======== THE DATA

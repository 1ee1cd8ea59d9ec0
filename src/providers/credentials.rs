//! Credential providers
//!
//! Backends ask a [`CredentialProvider`] for a token by backend name and
//! never see where it came from. Refresh is the provider's concern.

use std::collections::{BTreeMap, BTreeSet};
use std::fmt;

use crate::config::InferenceConfig;
use crate::error::{PocketclawError, Result};

/// Keyring service name under which backend keys are stored
pub const KEYRING_SERVICE: &str = "pocketclaw";

/// Opaque bearer token
#[derive(Clone, PartialEq, Eq)]
pub struct Token(String);

impl Token {
    /// Wrap a secret
    pub fn new(secret: impl Into<String>) -> Self {
        Self(secret.into())
    }

    /// The secret value, for building request headers
    pub fn expose(&self) -> &str {
        &self.0
    }
}

impl fmt::Debug for Token {
    fn fmt(&self, f: &mut fmt::Formatter<'_>) -> fmt::Result {
        f.write_str("Token(***)")
    }
}

/// Source of backend credentials
pub trait CredentialProvider: Send + Sync {
    /// Token for `provider`
    ///
    /// # Errors
    ///
    /// Returns `PocketclawError::Config` when no credential is available
    fn get_token(&self, provider: &str) -> Result<Token>;
}

fn missing(provider: &str, source: &str) -> anyhow::Error {
    PocketclawError::Config(format!("no {} credential for backend '{}'", source, provider)).into()
}

#[derive(Debug, Clone, Default)]
struct ConfiguredKey {
    inline: Option<String>,
    env: Option<String>,
}

/// Keys from the configuration file or named environment variables
#[derive(Debug, Clone, Default)]
pub struct ConfigCredentials {
    keys: BTreeMap<String, ConfiguredKey>,
}

impl ConfigCredentials {
    /// Collect the inline keys and variable names of every backend
    pub fn from_config(config: &InferenceConfig) -> Self {
        let keys = config
            .backends
            .iter()
            .map(|(name, backend)| {
                (
                    name.clone(),
                    ConfiguredKey {
                        inline: backend.api_key.clone(),
                        env: backend.api_key_env.clone(),
                    },
                )
            })
            .collect();
        Self { keys }
    }

    /// Register an inline key
    pub fn with_key(mut self, provider: &str, key: &str) -> Self {
        self.keys.entry(provider.to_string()).or_default().inline = Some(key.to_string());
        self
    }
}

impl CredentialProvider for ConfigCredentials {
    fn get_token(&self, provider: &str) -> Result<Token> {
        let key = self
            .keys
            .get(provider)
            .ok_or_else(|| missing(provider, "configured"))?;
        if let Some(inline) = key.inline.as_deref().filter(|k| !k.is_empty()) {
            return Ok(Token::new(inline));
        }
        if let Some(var) = &key.env {
            if let Ok(value) = std::env::var(var) {
                if !value.is_empty() {
                    return Ok(Token::new(value));
                }
            }
        }
        Err(missing(provider, "configured"))
    }
}

/// Keys stored in the OS keyring under [`KEYRING_SERVICE`]
///
/// Only backends that opted in with `use_keyring` are looked up.
#[derive(Debug, Clone)]
pub struct KeyringCredentials {
    service: String,
    providers: BTreeSet<String>,
}

impl KeyringCredentials {
    /// Keyring lookups for the backends that opted in
    pub fn from_config(config: &InferenceConfig) -> Self {
        Self {
            service: KEYRING_SERVICE.to_string(),
            providers: config
                .backends
                .iter()
                .filter(|(_, backend)| backend.use_keyring)
                .map(|(name, _)| name.clone())
                .collect(),
        }
    }
}

impl CredentialProvider for KeyringCredentials {
    fn get_token(&self, provider: &str) -> Result<Token> {
        if !self.providers.contains(provider) {
            return Err(missing(provider, "keyring"));
        }
        let entry = keyring::Entry::new(&self.service, provider)?;
        match entry.get_password() {
            Ok(secret) => Ok(Token::new(secret)),
            Err(keyring::Error::NoEntry) => Err(missing(provider, "keyring")),
            Err(e) => {
                tracing::warn!(backend = provider, error = %e, "Keyring lookup failed");
                Err(e.into())
            }
        }
    }
}

/// Try several providers in order
#[derive(Default)]
pub struct ChainCredentials {
    providers: Vec<Box<dyn CredentialProvider>>,
}

impl ChainCredentials {
    /// Empty chain
    pub fn new() -> Self {
        Self::default()
    }

    /// Append a provider
    pub fn with(mut self, provider: impl CredentialProvider + 'static) -> Self {
        self.providers.push(Box::new(provider));
        self
    }

    /// Configuration first, keyring second
    pub fn from_config(config: &InferenceConfig) -> Self {
        Self::new()
            .with(ConfigCredentials::from_config(config))
            .with(KeyringCredentials::from_config(config))
    }
}

impl CredentialProvider for ChainCredentials {
    fn get_token(&self, provider: &str) -> Result<Token> {
        for source in &self.providers {
            if let Ok(token) = source.get_token(provider) {
                return Ok(token);
            }
        }
        Err(missing(provider, "usable"))
    }
}

#[cfg(test)]
mod tests {
    use super::*;
    use serial_test::serial;

    #[test]
    fn test_token_debug_is_redacted() {
        let token = Token::new("sk-secret");
        assert_eq!(format!("{:?}", token), "Token(***)");
        assert_eq!(token.expose(), "sk-secret");
    }

    #[test]
    #[serial]
    fn test_config_credentials_inline_then_env() {
        let mut config = InferenceConfig::default();
        std::env::remove_var("OPENROUTER_API_KEY");
        let creds = ConfigCredentials::from_config(&config);
        assert!(creds.get_token("openrouter").is_err());

        std::env::set_var("OPENROUTER_API_KEY", "from-env");
        assert_eq!(
            creds.get_token("openrouter").unwrap().expose(),
            "from-env"
        );

        if let Some(backend) = config.backends.get_mut("openrouter") {
            backend.api_key = Some("inline".into());
        }
        let creds = ConfigCredentials::from_config(&config);
        assert_eq!(creds.get_token("openrouter").unwrap().expose(), "inline");
        std::env::remove_var("OPENROUTER_API_KEY");
    }

    #[test]
    fn test_chain_falls_through() {
        let chain = ChainCredentials::new()
            .with(ConfigCredentials::default())
            .with(ConfigCredentials::default().with_key("local", "k"));
        assert_eq!(chain.get_token("local").unwrap().expose(), "k");
        assert!(chain.get_token("other").is_err());
    }

    #[test]
    fn test_keyring_skips_backends_without_opt_in() {
        let creds = KeyringCredentials::from_config(&InferenceConfig::default());
        let err = creds.get_token("openrouter").unwrap_err();
        assert!(err.to_string().contains("keyring"));
    }
}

================

**INSTRUCTIONS TO FOLLOW**
In the listing above, start at the line with "fn fmt(&self, f: &mut", go on through the line with "credential is available", and copy each of those lines exactly; leave out all the rest.

**FINISHED EXERCISE**
    fn fmt(&self, f: &mut fmt::Formatter<'_>) -> fmt::Result {
        f.write_str("Token(***)")
    }
}

/// Source of backend credentials
pub trait CredentialProvider: Send + Sync {
    /// Token for `provider`
    ///
    /// # Errors
    ///
    /// Returns `PocketclawError::Config` when no credential is available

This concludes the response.